Ping issue with UFW

**gilibz** · May 9th, 2020

Hey guys,
Just got my fresh installment of ubuntu 20.04, and I enabled ufw.
When i try to ping google , I dont see IPV4 address.
superman@superman-forever:~$ ping google.com
PING google.com(kul08s10-in-x0e.1e100.net (2404:6800:4001:80e::200e)) 56 data bytes
64 bytes from kul08s10-in-x0e.1e100.net (2404:6800:4001:80e::200e): icmp_seq=1 ttl=53 time=37.0 ms
64 bytes from kul08s10-in-x0e.1e100.net (2404:6800:4001:80e::200e): icmp_seq=2 ttl=53 time=37.8 ms
64 bytes from kul08s10-in-x0e.1e100.net (2404:6800:4001:80e::200e): icmp_seq=3 ttl=53 time=38.0 ms

So when I used ping -4 google.com I got error: Ping:sendmsg: Opreation not permitted
After that I notice if i disable ufw the ping -4 is working well. First- why by default the pinging command points to IPV6 and not ipv4? is this normal ? also - how I can allow the ping working on ufw ?
Thanks in advance,

**EuclideanCoffee** · May 9th, 2020

This doesn't happen for me. I'm able to use IPv4 and IPv6.

Could you please show us your ufw profile?

Code:

$ sudo ufw status verbose

**gilibz** · May 9th, 2020

Sure.

Status: active
Logging: on (full)
Default: deny (incoming), deny (outgoing), disabled (routed)
New profiles: skip

To Action From
-- ------ ----
80/tcp ALLOW OUT Anywhere on wlp2s0 # allow HTTP on wlp2s0
443/tcp ALLOW OUT Anywhere on wlp2s0 # allow HTTPS on wlp2s0
631 ALLOW OUT 192.168.1.0/24
1.1.1.1 53/udp ALLOW OUT Anywhere on wlp2s0 # allow DNS on wlp2s0
80/tcp (v6) ALLOW OUT Anywhere (v6) on wlp2s0 # allow HTTP on wlp2s0
443/tcp (v6) ALLOW OUT Anywhere (v6) on wlp2s0 # allow HTTPS on wlp2s0

**TheFu** · May 9th, 2020

Code:

Default: deny (incoming), deny (outgoing), disabled (routed)

There's the issue. It blocks ... all inbound and all outbound by default. I doubt that is really what you want. The internet has so many more protocols than what you have allowed. Also, HTTP and HTTPS happen on thousands of other ports than 80 and 443.

Usually, home users would allow all outbound and only have a default deny for inbound. Corporations would block all internet in/out, but also have a proxy server setup for outbound access which isn't blocked.

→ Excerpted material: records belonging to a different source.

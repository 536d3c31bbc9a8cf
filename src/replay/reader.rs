// src/replay/reader.rs

use std::path::Path;

use tokio::fs::File;
use tokio::io::{AsyncBufRead, AsyncBufReadExt, BufReader};
use tracing::debug;

use crate::errors::{EngineError, Result};
use crate::model::{Batch, Series};

/// Decode one JSON series line into a batch.
pub fn parse_line(line: &str) -> Result<Batch> {
    let series: Series = serde_json::from_str(line)
        .map_err(|e| EngineError::Decode(format!("invalid series JSON: {e}")))?;
    let batch = Batch::try_from(series)?;
    batch
        .check_consistency()
        .map_err(|e| EngineError::Decode(e.to_string()))?;
    Ok(batch)
}

/// Read every batch from a JSON-lines stream. Blank lines are skipped.
pub async fn read_batches<R>(reader: R) -> Result<Vec<Batch>>
where
    R: AsyncBufRead + Unpin,
{
    let mut lines = reader.lines();
    let mut batches = Vec::new();
    let mut line_no = 0usize;
    while let Some(line) = lines.next_line().await? {
        line_no += 1;
        if line.trim().is_empty() {
            continue;
        }
        let batch = parse_line(&line).map_err(|e| match e {
            EngineError::Decode(msg) => EngineError::Decode(format!("line {line_no}: {msg}")),
            other => other,
        })?;
        batches.push(batch);
    }
    Ok(batches)
}

pub async fn read_file(path: &Path) -> Result<Vec<Batch>> {
    let file = File::open(path).await.map_err(|e| {
        EngineError::Fatal(format!("cannot open replay file {}: {e}", path.display()))
    })?;
    let batches = read_batches(BufReader::new(file)).await?;
    debug!(path = %path.display(), batches = batches.len(), "loaded replay file");
    Ok(batches)
}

**gilibz** · May 9th, 2020

Well, I dont have any issues with my internet with this setup, and I used it for maximum security to avoid any trojans. Any idea how to just unblock the ping for ipv4 issue ?

**TheFu** · May 9th, 2020

The ufw manpage has this about the default rules and ICMP:

Code:

       - ACCEPT certain icmp  packets  (INPUT  and  FORWARD):  destination-unreachable,
       source-quench, time-exceeded, parameter-problem, and echo-request for IPv4. des‐
       tination-unreachable,  packet-too-big,  time-exceeded,  parameter-problem,   and
       echo-request for IPv6.

       - ACCEPT icmpv6 packets for stateless autoconfiguration (INPUT)

I don't know what to make of that, except to check the resulting iptables rules for what actually got put into the rules on the machine.
https://help.ubuntu.com/community/UFW has a section about ICMP too.

**EuclideanCoffee** · May 11th, 2020

Have you tried this solution from an older thread?

https://ubuntuforums.org/showthread.php?t=1801151

It requires iptables, which is what ufw modifies.